Sex development and determination in humans is an intricate process, orchestrated by a cascade of molecular events. The Y chromosome is one of the most important factors for the gender assignment of a fetus. Universally, 46,XX embryos develop as females and 46,XY as males. However, genomic alterations result in atypical sexual development, ranging from full sex reversal to the presence of both ovarian and testicular tissues. Hence individuals with 46,XY genotype may develop as phenotypically females, while those with 46,XX genotype having SRY gene presence/absence may be phenotypically males. 46,XX testicular disorder of sex development is a peculiar abnormality of sex determination with an occurrence of 1 in 20,000 and is characterized by a variable degree of mismatch between the genotype and phenotype of the affected individual [1]. It is characterized into three groups; individuals with male external genitalia, individuals with atypical genitalia, and individuals with male external genitalia with signs of hypovirilization (e.g., hypospadias) and in adulthood, typically small testicular volume. The most common phenotype in testicular DSD patients at birth is the one with male external genitalia. Sometimes, they are also reported to have rudimentary testis, hyalinization of the seminiferous tubules, primary hypogonadism, azoospermia, gynecomastia, hypospadias, and/or infertility [2].

The sex-determining region located on the Y chromosome (SRY) encodes a testis-determining factor (TDF) that promotes male development by initiating the undifferentiated gonadal tissue of an embryo to form testis [3]. SRY gene is a genetic switch controlling male development. Therefore, 46,XX males can be divided into SRY-positive and SRY-negative based on the occurrence of the SRY gene [4]. Approximately, 90% of SRY-positive 46,XX males exhibit normal male genitalia at birth, whereas, the remaining 10% have atypical features, like hypospadias [5]. This disorder is caused by the translocation of the SRY gene during the spermatogenesis process. The testicular disorder in 46,XX males with the presence of the SRY gene is almost never inherited as it is genetic and usually associated with infertility [6]. There are various reasons for the male phenotype in XX male syndrome. One of them could be due to an erroneous exchange of varying levels of Y chromosome regions, including the SRY gene, translocating most often to the short (p) arm of chromosome X, resulting in a 46,XX karyotype with a male phenotype. The other causes could be due to a mutation in an unknown autosomal or X-linked gene of the testis-determining pathway or any cryptic Y chromosome mosaicism [7]. SRY-positive 46,XX males present with clinically variable features.
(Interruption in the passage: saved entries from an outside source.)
//! Cooperative cancellation signal
//!
//! The ambient token propagates mediator -> behaviors -> handler -> store and
//! into flow branches. Cancelling a parent cancels every descendant; a child
//! cancels independently of its parent.

use std::sync::Arc;

use tokio::sync::watch;

/// Cooperative cancellation token.
///
/// Cheap to clone; clones observe the same signal. `child` derives a token
/// that also observes every ancestor.
#[derive(Debug, Clone)]
pub struct CancellationToken {
    own: Arc<watch::Sender<bool>>,
    ancestors: Vec<watch::Receiver<bool>>,
}

impl CancellationToken {
    pub fn new() -> Self {
        let (tx, _rx) = watch::channel(false);
        Self {
            own: Arc::new(tx),
            ancestors: Vec::new(),
        }
    }

    /// Derive a token cancelled by this one but able to cancel on its own.
    pub fn child(&self) -> Self {
        let (tx, _rx) = watch::channel(false);
        let mut ancestors = self.ancestors.clone();
        ancestors.push(self.own.subscribe());
        Self {
            own: Arc::new(tx),
            ancestors,
        }
    }

    /// Signal cancellation to this token and every descendant.
    pub fn cancel(&self) {
        self.own.send_replace(true);
    }

    pub fn is_cancelled(&self) -> bool {
        *self.own.borrow() || self.ancestors.iter().any(|rx| *rx.borrow())
    }

    /// Resolve once this token or any ancestor is cancelled.
    pub async fn cancelled(&self) {
        if self.is_cancelled() {
            return;
        }
        let mut own_rx = self.own.subscribe();
        let mut ancestors = self.ancestors.clone();
        loop {
            {
                type ChangedFuture<'a> = std::pin::Pin<
                    Box<
                        dyn std::future::Future<Output = Result<(), watch::error::RecvError>>
                            + Send
                            + 'a,
                    >,
                >;
                let mut waiters: Vec<ChangedFuture<'_>> = Vec::with_capacity(ancestors.len() + 1);
                for rx in ancestors.iter_mut() {
                    waiters.push(Box::pin(rx.changed()));
                }
                waiters.push(Box::pin(own_rx.changed()));
                // A closed channel also wakes us; the flag check below decides.
                let _ = futures::future::select_all(waiters).await;
            }
            if self.is_cancelled() {
                return;
            }
        }
    }
}

impl Default for CancellationToken {
    fn default() -> Self {
        Self::new()
    }
}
These individuals frequently present with appropriate male external genitalia in the prepubertal stage while showing post-pubertal signs of hypovirilization (infertility and small testicular volume).

Y chromosomal microdeletion contributes significantly to spermatogenetic impairment in XX males due to deletions in the Azoospermia factor (AZF) region which can be further divided into AZFa, AZFb, AZFc, and AZFd regions. Deletions of the entire AZFa or AZFb regions is associated with azoospermia, however, AZFc deletions result in variable phenotype ranging from azoospermia to mild oligozoospermia [8]. The phenotypes of 46,XX males are determined by the sex determination cascade encompassing SRY, DAX1, GFG9, WT1, SF1, SOX3, and SOX9 genes [9]. The present study emphasizes the genotype-phenotype correlation in SRY-positive 46,XX individuals resulting in male phenotype, abnormal hormone levels, and eventually infertility. We have analyzed clinical characteristics, biochemical parameters, chromosomal karyotype, and related genes in four individuals presented with hypogonadotropic hypogonadism.

Materials and Methods

Patient information

From 2019 to 2022, four males of Indian origin having a history of gonadal dysgenesis and hypogonadotropic hypogonadism were referred for routine hormonal and cytogenetic testing. Physical, biochemical, and routine clinical examinations are listed in Table 1. The ethics committee of the reference laboratory approved the study. In view of a retrospective observational study and to maintain the anonymity of data, a waiver for an informed consent form was obtained.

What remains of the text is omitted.